SENSOR SWEEP: The Anti-Conan, Purging Humanity, Risk-Free R&D, and Pervasive Nihilism

Monday , 20, February 2017 15 Comments

Erasing the Pulps (Hooc Ott) Tarzan in Strange Beds — “Heinlein got the idea for the novel when he and his wife Virginia were brainstorming one evening in 1948. She suggested a new version of Rudyard Kipling’s The Jungle Book (1894), but with a child raised by Martians instead of wolves.”

Role-Playing Games (Just The Caffeine Talking) Nostalgie du Geek: Champions! — “Champions also completed my transition to fully plotted adventures. A comic book style story has to have a villain, and that villain has to have a plan, and ideally there should be some fun set-piece action sequences. These are not the sort of things one can throw together on the fly by rolling some dice on a random encounter table. Especially not when designing that master villain and all his henchmen requires as much fiddly number crunching as creating a new player character. I never sat down to run a Champs game without a fully prepared scenario.”

Appendix N (John C. Wright) Razorfist on Elric — “Elric of Melniboné, whose exploits were faithfully recorded by the famed (if notorious) Michael Moorcock, is one of those characters I am glad I read when I was young, because I do not think I could enjoy such stories today, as my tastes have narrowed. But a luminary of the fantasy genre he certainly is. He is the anti-Conan, frail where Conan was brawny, overcivilized and decadent where Conan was hale and barbaric, etc., and hence is the godfather of all the dark fantasy antiheroes we now swamping the genre.”

Game Blogging (The PulpArchivist) Don’t Split the Party: Conan’s Motivations — “One of the pure delights of my introduction to pulps as pulp fiction and not individual stories was reading the game bloggers that Jeffro Johnson introduced as part of his Appendix N discussions. Not only was the insight into gaming interesting, but they, as a whole, thought deeper and harder about what made science fiction and fantasy than, say, Tor.com. The best lit crit and the clearest voices telling why the old tales entertained so well was not being done inside the SFF community.”

Rewriting the Pulps (Wasteland and Sky) Selective Memory ~ An Appendix N Post — “So why didn’t my love of books endure while my love of stories flourished? Easy. Because every book I picked up was a nihilistic slog filled with sex, drugs, celebrating the pointlessness of life, and how special it was to be an artist and be above the stupid common man.
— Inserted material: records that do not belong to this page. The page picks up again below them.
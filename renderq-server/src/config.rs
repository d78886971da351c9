//! Server configuration
//!
//! Every option can be given as a flag or through the environment.
//! Extra tenants are read from a JSON file holding an array of tenant entries.

use std::path::PathBuf;

use anyhow::Context;
use clap::Parser;

use crate::tenant::{DEFAULT_TENANT, TenantConfig};

#[derive(Debug, Clone, Parser)]
#[command(name = "renderq-server")]
#[command(about = "Multi-tenant render job queue", long_about = None)]
pub struct ServerConfig {
    /// Address the HTTP API listens on
    #[arg(long, env = "RENDERQ_BIND_ADDR", default_value = "0.0.0.0:8080")]
    pub bind_addr: String,

    /// PostgreSQL URL; jobs are kept in memory only when absent
    #[arg(long, env = "DATABASE_URL")]
    pub database_url: Option<String>,

    /// Maximum database connections
    #[arg(long, env = "RENDERQ_MAX_CONNECTIONS", default_value_t = 10)]
    pub max_connections: u32,

    /// JSON file listing tenants
    #[arg(long, env = "RENDERQ_TENANTS_FILE")]
    pub tenants_file: Option<PathBuf>,

    /// Shared secret of the default tenant
    #[arg(long, env = "NEXRENDER_SECRET", hide_env_values = true)]
    pub secret: Option<String>,

    /// Retention sweep interval of the default tenant, in seconds
    #[arg(long, env = "RENDERQ_CLEANUP_INTERVAL")]
    pub cleanup_interval_secs: Option<u64>,
}

impl ServerConfig {
    /// Validates the configuration
    pub fn validate(&self) -> anyhow::Result<()> {
        if self.bind_addr.is_empty() {
            anyhow::bail!("bind_addr cannot be empty");
        }

        if self.max_connections == 0 {
            anyhow::bail!("max_connections must be greater than 0");
        }

        if self.cleanup_interval_secs == Some(0) {
            anyhow::bail!("cleanup_interval must be greater than 0");
        }

        if matches!(self.secret.as_deref(), Some("")) {
            anyhow::bail!("secret cannot be empty");
        }

        Ok(())
    }

    /// Tenants from the tenants file, plus the default tenant from flags
    ///
    /// A `default` entry in the file takes precedence over the flags.
    pub fn tenant_configs(&self) -> anyhow::Result<Vec<TenantConfig>> {
        let mut tenants = match &self.tenants_file {
            Some(path) => {
                let raw = std::fs::read_to_string(path)
                    .with_context(|| format!("Failed to read tenants file {}", path.display()))?;
                parse_tenants(&raw)
                    .with_context(|| format!("Failed to parse tenants file {}", path.display()))?
            }
            None => Vec::new(),
        };

        if tenants.iter().any(|tenant| tenant.name == DEFAULT_TENANT) {
            if self.secret.is_some() || self.cleanup_interval_secs.is_some() {
                tracing::warn!("Tenants file defines the default tenant; ignoring its flags");
            }
        } else {
            tenants.push(TenantConfig {
                secret: self.secret.clone(),
                cleanup_interval_secs: self.cleanup_interval_secs,
                ..TenantConfig::open(DEFAULT_TENANT)
            });
        }

        Ok(tenants)
    }
}

fn parse_tenants(raw: &str) -> serde_json::Result<Vec<TenantConfig>> {
    serde_json::from_str(raw)
}
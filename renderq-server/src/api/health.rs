//! Health check endpoint

use std::sync::Arc;

use axum::{Json, extract::State};
use serde_json::{Value, json};

use crate::tenant::TenantDirectory;

/// GET /health
///
/// Answers without touching any tenant store, so it stays cheap while
/// stores are still hydrating.
pub async fn health_check(State(directory): State<Arc<TenantDirectory>>) -> Json<Value> {
    Json(json!({ "status": "ok", "tenants": directory.len() }))
}
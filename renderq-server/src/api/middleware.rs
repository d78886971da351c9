//! Request gate and caller extractors
//!
//! Every job route passes through [`tenant_gate`]: it resolves the tenant,
//! runs the auth gate and only then lets the request reach a handler.

use std::convert::Infallible;
use std::net::SocketAddr;
use std::sync::Arc;

use axum::{
    extract::{ConnectInfo, FromRequestParts, Request, State},
    http::{HeaderMap, header::AUTHORIZATION, request::Parts},
    middleware::Next,
    response::Response,
};

use crate::api::error::ApiError;
use crate::auth::{SECRET_HEADER, bearer_token};
use crate::tenant::{TENANT_HEADER, TenantDirectory};

pub async fn tenant_gate(
    State(directory): State<Arc<TenantDirectory>>,
    mut req: Request,
    next: Next,
) -> Result<Response, ApiError> {
    let headers = req.headers();

    let name = header_str(headers, TENANT_HEADER);
    let tenant = directory.resolve(name).ok_or_else(|| {
        tracing::warn!("Rejected request for unknown tenant {:?}", name);
        ApiError::UnknownTenant
    })?;

    let secret = header_str(headers, SECRET_HEADER);
    let bearer = header_str(headers, AUTHORIZATION.as_str()).and_then(bearer_token);

    if tenant.credentials().admit(secret, bearer).is_err() {
        tracing::warn!(
            "Rejected unauthenticated {} {} for tenant {}",
            req.method(),
            req.uri().path(),
            tenant.name()
        );
        return Err(ApiError::Unauthorized);
    }

    req.extensions_mut().insert(tenant);
    Ok(next.run(req).await)
}

fn header_str<'a>(headers: &'a HeaderMap, name: &str) -> Option<&'a str> {
    headers.get(name).and_then(|value| value.to_str().ok())
}

/// Network origin of the caller, recorded as a job's creator or executor
///
/// Taken from `x-forwarded-for` (first hop), then `cf-connecting-ip`, then
/// the peer address of the connection.
#[derive(Debug, Clone, PartialEq, Eq)]
pub struct CallerOrigin(pub Option<String>);

impl<S: Send + Sync> FromRequestParts<S> for CallerOrigin {
    type Rejection = Infallible;

    async fn from_request_parts(parts: &mut Parts, _state: &S) -> Result<Self, Self::Rejection> {
        let forwarded = header_str(&parts.headers, "x-forwarded-for")
            .and_then(|value| value.split(',').next())
            .map(str::trim)
            .filter(|value| !value.is_empty());

        let origin = forwarded
            .or_else(|| header_str(&parts.headers, "cf-connecting-ip"))
            .map(str::to_string)
            .or_else(|| {
                parts
                    .extensions
                    .get::<ConnectInfo<SocketAddr>>()
                    .map(|ConnectInfo(addr)| addr.ip().to_string())
            });

        Ok(CallerOrigin(origin))
    }
}
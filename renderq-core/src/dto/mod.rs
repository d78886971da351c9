//! Data Transfer Objects
//!
//! Response shapes that are not the job record itself.

pub mod job;
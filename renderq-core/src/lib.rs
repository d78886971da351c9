//! renderq Core
//!
//! Core types shared by the renderq server, client and CLI.
//!
//! This crate contains:
//! - Domain types: the render job record, its state vocabulary and status projection
//! - DTOs: request/response shapes used on the wire

pub mod domain;
pub mod dto;
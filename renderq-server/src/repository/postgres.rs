//! PostgreSQL backing
//!
//! Every tenant shares the `jobs` table, partitioned by the `tenant` column.
//! The job record is stored as JSONB; `seq` preserves insertion order across
//! restarts so FIFO pickup survives a reload.

use async_trait::async_trait;
use renderq_core::domain::job::Job;
use sqlx::PgPool;

use super::{BackingError, JobBacking};

pub struct PgBacking {
    pool: PgPool,
    tenant: String,
}

impl PgBacking {
    pub fn new(pool: PgPool, tenant: impl Into<String>) -> Self {
        Self {
            pool,
            tenant: tenant.into(),
        }
    }
}

#[async_trait]
impl JobBacking for PgBacking {
    async fn list(&self) -> Result<Vec<Job>, BackingError> {
        let rows = sqlx::query_as::<_, JobRow>(
            r#"
            SELECT uid, body
            FROM jobs
            WHERE tenant = $1
            ORDER BY seq ASC
            "#,
        )
        .bind(&self.tenant)
        .fetch_all(&self.pool)
        .await?;

        rows.into_iter().map(JobRow::into_job).collect()
    }

    async fn get(&self, uid: &str) -> Result<Option<Job>, BackingError> {
        let row = sqlx::query_as::<_, JobRow>(
            r#"
            SELECT uid, body
            FROM jobs
            WHERE tenant = $1 AND uid = $2
            "#,
        )
        .bind(&self.tenant)
        .bind(uid)
        .fetch_optional(&self.pool)
        .await?;

        row.map(JobRow::into_job).transpose()
    }

    async fn put(&self, job: &Job) -> Result<(), BackingError> {
        let body = serde_json::to_value(job).map_err(|source| BackingError::Codec {
            uid: job.uid().to_string(),
            source,
        })?;

        sqlx::query(
            r#"
            INSERT INTO jobs (tenant, uid, body)
            VALUES ($1, $2, $3)
            ON CONFLICT (tenant, uid) DO UPDATE SET body = EXCLUDED.body
            "#,
        )
        .bind(&self.tenant)
        .bind(job.uid())
        .bind(body)
        .execute(&self.pool)
        .await?;

        Ok(())
    }

    async fn delete(&self, uid: &str) -> Result<bool, BackingError> {
        let result = sqlx::query("DELETE FROM jobs WHERE tenant = $1 AND uid = $2")
            .bind(&self.tenant)
            .bind(uid)
            .execute(&self.pool)
            .await?;

        Ok(result.rows_affected() > 0)
    }

    async fn delete_many(&self, uids: &[String]) -> Result<usize, BackingError> {
        if uids.is_empty() {
            return Ok(0);
        }

        let result = sqlx::query("DELETE FROM jobs WHERE tenant = $1 AND uid = ANY($2)")
            .bind(&self.tenant)
            .bind(uids)
            .execute(&self.pool)
            .await?;

        Ok(result.rows_affected() as usize)
    }
}

// =============================================================================
// Database Row Types
// =============================================================================

#[derive(sqlx::FromRow)]
struct JobRow {
    uid: String,
    body: serde_json::Value,
}

impl JobRow {
    fn into_job(self) -> Result<Job, BackingError> {
        serde_json::from_value(self.body).map_err(|source| BackingError::Codec {
            uid: self.uid,
            source,
        })
    }
}
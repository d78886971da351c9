//! Job status projection

use serde::{Deserialize, Serialize};
use serde_json::Value;

use crate::domain::job::Job;
use crate::domain::state::JobState;

/// Read-only view of a job without its render payload
///
/// Never carries `template`, `assets`, `actions` or unknown keys. Values
/// are copied from the job as stored.
#[derive(Debug, Clone, Default, PartialEq, Serialize, Deserialize)]
#[serde(rename_all = "camelCase", default)]
pub struct JobStatus {
    pub uid: String,
    pub state: Value,
    #[serde(rename = "type")]
    pub job_type: Value,
    pub tags: Value,
    pub render_progress: Value,
    pub error: Value,
    pub created_at: Value,
    pub updated_at: Value,
    pub started_at: Value,
    pub finished_at: Value,
    pub error_at: Value,
    pub job_creator: Value,
    pub job_executor: Value,
}

impl JobStatus {
    /// `None` when the state is missing or outside the known vocabulary
    pub fn state(&self) -> Option<JobState> {
        self.state.as_str().and_then(|state| state.parse().ok())
    }
}

impl From<&Job> for JobStatus {
    fn from(job: &Job) -> Self {
        let field = |key: &str| job.get(key).cloned().unwrap_or_default();

        Self {
            uid: job.uid().to_string(),
            state: field("state"),
            job_type: field("type"),
            tags: field("tags"),
            render_progress: field("renderProgress"),
            error: field("error"),
            created_at: field("createdAt"),
            updated_at: field("updatedAt"),
            started_at: field("startedAt"),
            finished_at: field("finishedAt"),
            error_at: field("errorAt"),
            job_creator: field("creator"),
            job_executor: field("executor"),
        }
    }
}
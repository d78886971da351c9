//! API Error Handling
//!
//! Unified error types and conversion for API responses.

use axum::{
    Json,
    http::StatusCode,
    response::{IntoResponse, Response},
};

use crate::auth::REJECTION_MESSAGE;
use crate::repository::BackingError;
use crate::service::store::StoreError;

/// API error type
#[derive(Debug)]
pub enum ApiError {
    NotFound(String),
    BadRequest(String),
    Unauthorized,
    UnknownTenant,
    BackingError(BackingError),
}

impl IntoResponse for ApiError {
    fn into_response(self) -> Response {
        let (status, message) = match self {
            ApiError::NotFound(msg) => (StatusCode::NOT_FOUND, msg),
            ApiError::BadRequest(msg) => (StatusCode::BAD_REQUEST, msg),
            ApiError::Unauthorized => (StatusCode::FORBIDDEN, REJECTION_MESSAGE.to_string()),
            ApiError::UnknownTenant => (StatusCode::NOT_FOUND, "Unknown tenant".to_string()),
            ApiError::BackingError(err) => {
                tracing::error!("Backing store error: {:?}", err);
                (
                    StatusCode::INTERNAL_SERVER_ERROR,
                    "Internal server error".to_string(),
                )
            }
        };

        (status, Json(serde_json::json!({ "error": message }))).into_response()
    }
}

impl From<BackingError> for ApiError {
    fn from(err: BackingError) -> Self {
        ApiError::BackingError(err)
    }
}

impl From<StoreError> for ApiError {
    fn from(err: StoreError) -> Self {
        match err {
            StoreError::Validation(err) => ApiError::BadRequest(err.to_string()),
            StoreError::NotFound(uid) => ApiError::NotFound(format!("Job {} not found", uid)),
            StoreError::Backing(err) => ApiError::BackingError(err),
        }
    }
}

pub type ApiResult<T> = Result<T, ApiError>;
//! GZip helpers for metadata and signal-index-cache exchange.

use std::io::{Read, Write};

use flate2::Compression;
use flate2::read::GzDecoder;
use flate2::write::GzEncoder;

use crate::transport::error::{Error, Result};

/// Inflate a GZip-compressed payload.
pub fn inflate(data: &[u8]) -> Result<Vec<u8>> {
    let mut decoder = GzDecoder::new(data);
    let mut out = Vec::with_capacity(data.len() * 4);
    decoder
        .read_to_end(&mut out)
        .map_err(|e| Error::Compression(e.to_string()))?;
    Ok(out)
}

/// Deflate a payload with GZip at the default level.
pub fn deflate(data: &[u8]) -> Result<Vec<u8>> {
    let mut encoder = GzEncoder::new(Vec::new(), Compression::default());
    encoder
        .write_all(data)
        .map_err(|e| Error::Compression(e.to_string()))?;
    encoder
        .finish()
        .map_err(|e| Error::Compression(e.to_string()))
}

#[cfg(test)]
mod tests {
    use super::*;

    #[test]
    fn test_round_trip() {
        let payload = b"<DataSet><Table>metadata goes here</Table></DataSet>".repeat(20);
        let packed = deflate(&payload).unwrap();
        assert!(packed.len() < payload.len());
        assert_eq!(inflate(&packed).unwrap(), payload);
    }

    #[test]
    fn test_inflate_rejects_garbage() {
        assert!(matches!(
            inflate(&[0xDE, 0xAD, 0xBE, 0xEF]),
            Err(Error::Compression(_))
        ));
    }
}
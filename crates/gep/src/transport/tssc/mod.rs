//! Time-Series Special Compression.
//!
//! TSSC is a stateful, bit-level codec built for PMU-style streams where
//! successive values of the same signal differ in only a handful of low
//! bits. Point-id deltas, timestamp deltas, quality deltas, and value
//! XORs interleave on a shared MSB-first bit stream; an adaptive code
//! table per signal shortens the codes each signal actually uses.
//!
//! Both ends run identical state machines. A payload begins with the
//! version byte (85) and a big-endian sequence number; sequence 0 after a
//! non-zero value signals a publisher-initiated reset, and the subscriber
//! requests one after every successful (re)subscribe. The framing itself
//! lives with the engines; this module is the codec proper.

mod decoder;
mod encoder;
mod point;

pub use decoder::Decoder;
pub use encoder::Encoder;

#[cfg(test)]
mod tests {
    use super::*;

    fn round_trip(measurements: &[(u16, i64, u32, f32)]) {
        let mut encoder = Encoder::new();
        let mut decoder = Decoder::new();
        let mut decoded = Vec::with_capacity(measurements.len());

        let mut pending = measurements;

        while !pending.is_empty() {
            encoder.begin_block(4096);

            let mut added = 0;
            for &(id, timestamp, quality, value) in pending {
                if !encoder.try_add_measurement(id, timestamp, quality, value) {
                    break;
                }
                added += 1;
            }
            assert!(added > 0, "block slack must still admit one measurement");
            pending = &pending[added..];

            let block = encoder.finish_block();
            decoder.set_buffer(block);

            while let Some(m) = decoder.try_get_measurement().unwrap() {
                decoded.push(m);
            }
        }

        assert_eq!(decoded.len(), measurements.len());
        for (got, want) in decoded.iter().zip(measurements) {
            assert_eq!(got.0, want.0, "point id");
            assert_eq!(got.1, want.1, "timestamp");
            assert_eq!(got.2, want.2, "quality");
            assert_eq!(got.3.to_bits(), want.3.to_bits(), "value bits");
        }
    }

    #[test]
    fn test_single_measurement() {
        round_trip(&[(0, 636_000_000_000_000_000, 0, 59.98)]);
    }

    #[test]
    fn test_sequential_points_shared_timestamp() {
        let timestamp = 636_000_000_000_000_000;
        let batch: Vec<_> = (0u16..30)
            .map(|id| (id, timestamp, 0u32, 120.0 + f32::from(id)))
            .collect();
        round_trip(&batch);
    }

    #[test]
    fn test_steady_stream_learns_deltas() {
        // Three signals sampled 30 times a second; after the first few
        // frames the timestamp should ride the delta codes.
        let mut batch = Vec::new();
        let start = 636_000_000_000_000_000i64;
        for frame in 0..200 {
            let timestamp = start + frame * 333_333;
            for id in 0u16..3 {
                let value = 59.95 + (frame as f32) * 0.001 + f32::from(id);
                batch.push((id, timestamp, 0, value));
            }
        }
        round_trip(&batch);
    }

    #[test]
    fn test_quality_changes_and_repeats() {
        let start = 636_000_000_000_000_000i64;
        let mut batch = Vec::new();
        for frame in 0i64..50 {
            let quality = match frame % 4 {
                0 | 2 => 0u32,
                1 => 0x10,
                _ => 0x4000_0001,
            };
            batch.push((7u16, start + frame * 1_000_000, quality, 1.0));
        }
        round_trip(&batch);
    }

    #[test]
    fn test_value_histories_and_zero() {
        let start = 636_000_000_000_000_000i64;
        let values = [1.5f32, 2.5, 1.5, 0.0, 2.5, 0.0, 1.5, 1.5, 3.75, 2.5];
        let batch: Vec<_> = values
            .iter()
            .enumerate()
            .map(|(i, &v)| (3u16, start + i as i64 * 10_000, 0u32, v))
            .collect();
        round_trip(&batch);
    }

    #[test]
    fn test_jumping_timestamps() {
        let start = 636_000_000_000_000_000i64;
        let mut batch = Vec::new();
        // Forward march, a replay backwards, then forward again.
        for frame in 0i64..20 {
            batch.push((0u16, start + frame * 333_333, 0u32, frame as f32));
        }
        for frame in (5i64..15).rev() {
            batch.push((0u16, start + frame * 333_333, 0u32, frame as f32));
        }
        for frame in 20i64..40 {
            batch.push((0u16, start + frame * 333_333, 0u32, frame as f32));
        }
        round_trip(&batch);
    }

    #[test]
    fn test_sparse_point_ids() {
        let start = 636_000_000_000_000_000i64;
        let ids = [2u16, 900, 31, 2, 4096, 900, 2, 31];
        let batch: Vec<_> = ids
            .iter()
            .enumerate()
            .map(|(i, &id)| (id, start + i as i64 * 5_000, 0u32, 0.25 * i as f32))
            .collect();
        round_trip(&batch);
    }

    #[test]
    fn test_ten_thousand_measurements_across_blocks() {
        let start = 636_000_000_000_000_000i64;
        let mut batch = Vec::new();
        for frame in 0i64..1000 {
            for id in 0u16..10 {
                let value = match (frame + i64::from(id)) % 7 {
                    0 => 0.0,
                    1 => 59.97,
                    2 => 59.971,
                    3 => -1.0e-3,
                    4 => 1.0e6,
                    5 => f32::from_bits(0x7FC0_0001), // a quiet NaN pattern
                    _ => 42.0,
                };
                batch.push((id, start + frame * 333_333, (frame % 3) as u32, value));
            }
        }
        assert_eq!(batch.len(), 10_000);
        round_trip(&batch);
    }

    #[test]
    fn test_time_delta_memory_is_sorted_and_observed() {
        let mut encoder = Encoder::new();
        let mut decoder = Decoder::new();

        // Timestamps with four distinct strides, revisited repeatedly.
        let strides = [333_333i64, 1_000_000, 40_000, 7];
        let mut timestamp = 636_000_000_000_000_000i64;
        let mut observed = Vec::new();

        encoder.begin_block(8192);
        for round in 0..40 {
            let stride = strides[round % strides.len()];
            timestamp += stride;
            observed.push(stride);
            assert!(encoder.try_add_measurement(0, timestamp, 0, round as f32));
        }
        decoder.set_buffer(encoder.finish_block());
        while decoder.try_get_measurement().unwrap().is_some() {}

        let deltas = decoder.time_deltas();
        for pair in deltas.windows(2) {
            assert!(pair[0] < pair[1], "delta slots must be strictly increasing");
        }
        for delta in deltas.iter().filter(|&&d| d != i64::MAX) {
            assert!(
                observed.contains(delta),
                "remembered delta {delta} never occurred"
            );
        }
    }

    #[test]
    fn test_reset_forgets_history() {
        let mut encoder = Encoder::new();
        let mut decoder = Decoder::new();

        encoder.begin_block(1024);
        assert!(encoder.try_add_measurement(5, 1_000_000, 0, 1.0));
        decoder.set_buffer(encoder.finish_block());
        assert!(decoder.try_get_measurement().unwrap().is_some());

        encoder.reset();
        decoder.reset();

        // After a joint reset the codecs resynchronize from scratch.
        encoder.begin_block(1024);
        assert!(encoder.try_add_measurement(5, 2_000_000, 7, 2.0));
        decoder.set_buffer(encoder.finish_block());

        let (id, timestamp, quality, value) =
            decoder.try_get_measurement().unwrap().unwrap();
        assert_eq!((id, timestamp, quality), (5, 2_000_000, 7));
        assert_eq!(value, 2.0);
        assert!(decoder.try_get_measurement().unwrap().is_none());
    }

    #[test]
    fn test_full_block_refuses_more() {
        let mut encoder = Encoder::new();
        encoder.begin_block(120);

        let mut accepted = 0;
        for i in 0..100 {
            if !encoder.try_add_measurement(i, 1_000_000 + i64::from(i), 0, i as f32) {
                break;
            }
            accepted += 1;
        }

        assert!(accepted > 0);
        assert!(accepted < 100, "a 120-byte block cannot hold 100 records");
    }

    #[test]
    fn test_decoder_rejects_garbage() {
        let mut decoder = Decoder::new();
        // A stream of 0xFF bits decodes Value1 prefixes until the byte
        // supply runs dry mid-record; the decoder must error, not panic.
        decoder.set_buffer(vec![0b0001_0101u8]); // "000" prefix + 5-bit code 21 (ValueXOR4)
        let result = decoder.try_get_measurement();
        assert!(result.is_err() || result.unwrap().is_none());
    }
}
async fn handle_notify(inner: &Arc<Inner>, body: &Bytes) -> Result<()> {
    if body.len() < 4 {
        return Err(Error::malformed("notification", "body shorter than its hash"));
    }

    let hash = &body[..4];
    let message = String::from_utf8_lossy(&body[4..]).into_owned();

    dispatch(inner, Dispatch::Status(format!("NOTIFICATION: {message}"))).await;

    // Confirm so the publisher stops redelivering.
    let subscriber = DataSubscriber {
        inner: inner.clone(),
    };
    subscriber
        .send_server_command(ServerCommand::CONFIRM_NOTIFICATION, hash)
        .await
}

// ============================================================================
// Data packet decoding (inline on the reader)
// ============================================================================

async fn handle_data_packet(inner: &Arc<Inner>, body: Bytes) -> Result<()> {
    if body.is_empty() {
        return Err(Error::malformed("data packet", "missing flags byte"));
    }

    let (mut include_time, use_millisecond_resolution) = {
        let info = inner.subscription.lock().expect("subscription lock");
        (info.include_time, info.use_millisecond_resolution)
    };

    let flags = body[0];
    let mut offset = 1;

    // A synchronized packet stamps the whole frame; records inherit it.
    let mut frame_level_timestamp = None;

    if flags & DataPacketFlags::SYNCHRONIZED != 0 {
        if body.len() < offset + 8 {
            return Err(Error::malformed("data packet", "truncated frame timestamp"));
        }
        frame_level_timestamp = Some(i64::from_be_bytes(
            body[offset..offset + 8].try_into().unwrap_or_default(),
        ));
        include_time = false;
        offset += 8;
    }

    if body.len() < offset + 4 {
        return Err(Error::malformed("data packet", "truncated measurement count"));
    }
    let count = u32::from_be_bytes(body[offset..offset + 4].try_into().unwrap_or_default());
    offset += 4;

    inner
        .stats
        .measurements
        .fetch_add(u64::from(count), Ordering::Relaxed);

    let measurements = if flags & DataPacketFlags::COMPRESSED != 0 {
        parse_tssc_measurements(inner, body.slice(offset..)).await?
    } else {
        parse_compact_measurements(
            inner,
            &body[offset..],
            include_time,
            use_millisecond_resolution,
            frame_level_timestamp,
        )
        .await
    };

    if !measurements.is_empty() {
        dispatch(inner, Dispatch::Measurements(measurements)).await;
    }

    Ok(())
}

async fn parse_tssc_measurements(inner: &Arc<Inner>, data: Bytes) -> Result<Vec<Measurement>> {
    if data.len() < 3 {
        return Err(Error::malformed("TSSC payload", "truncated header"));
    }

    if data[0] != TSSC_VERSION {
        return Err(Error::malformed(
            "TSSC payload",
            format!("version not recognized: {:#04X}", data[0]),
        ));
    }

    let sequence_number = u16::from_be_bytes([data[1], data[2]]);
    let cache = inner.cache.lock().expect("cache lock").clone();

    // The tracker lock never crosses an await: decode fully, then report.
    let (measurements, status, failure) =
        decode_tssc_block(inner, &cache, sequence_number, data);

    if let Some(message) = status {
        dispatch(inner, Dispatch::Status(message)).await;
    }
    if let Some(message) = failure {
        dispatch(inner, Dispatch::ErrorMessage(message)).await;
    }

    Ok(measurements)
}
I’m not just talking about modern literature that no one reads either. I’m talking about everything on the bookshelf that was published while I was growing up. Not to mention that the ‘classic’ books foisted on me as a teenager were the most boring and flavorless things you could imagine. Maybe you had to be there, but can’t you just imagine? Should I read a book about a sainted alien who teaches the world the truth about orgies, or read a manga about a mysterious gunslinger on a distant planet who has to stop his nihilistic brother from purging humanity from their new world? How is that a choice? I still have trouble imagining anyone preferring the first as genre defining art, while telling me that latter is juvenile trash. But that’s how it was.”

Comics (Ron Edwards) Context Too! — “I don’t know the answers – as far as I know these questions have never been asked – but some of the effects of the history are clear to me. Marvel was forced, the whole time, to seek a hit in strictly comics terms, hoping to leverage it into visual and other media, and for the most part it only managed to succeed at beta level at best, always doing Hail Mary passes. In practice, that made it a risk-free R&D department for DC for forty years. It’s hardly a popular thing to say, and jumped-up fandom like The Comics Journal sought hard to keep it unsaid, but through the 60s, 70s, and 80s, Marvel consistently contributed content innovations which soon appeared in refined and – eventually – better-promoted forms at DC, sometimes by the same creators and sometimes not.”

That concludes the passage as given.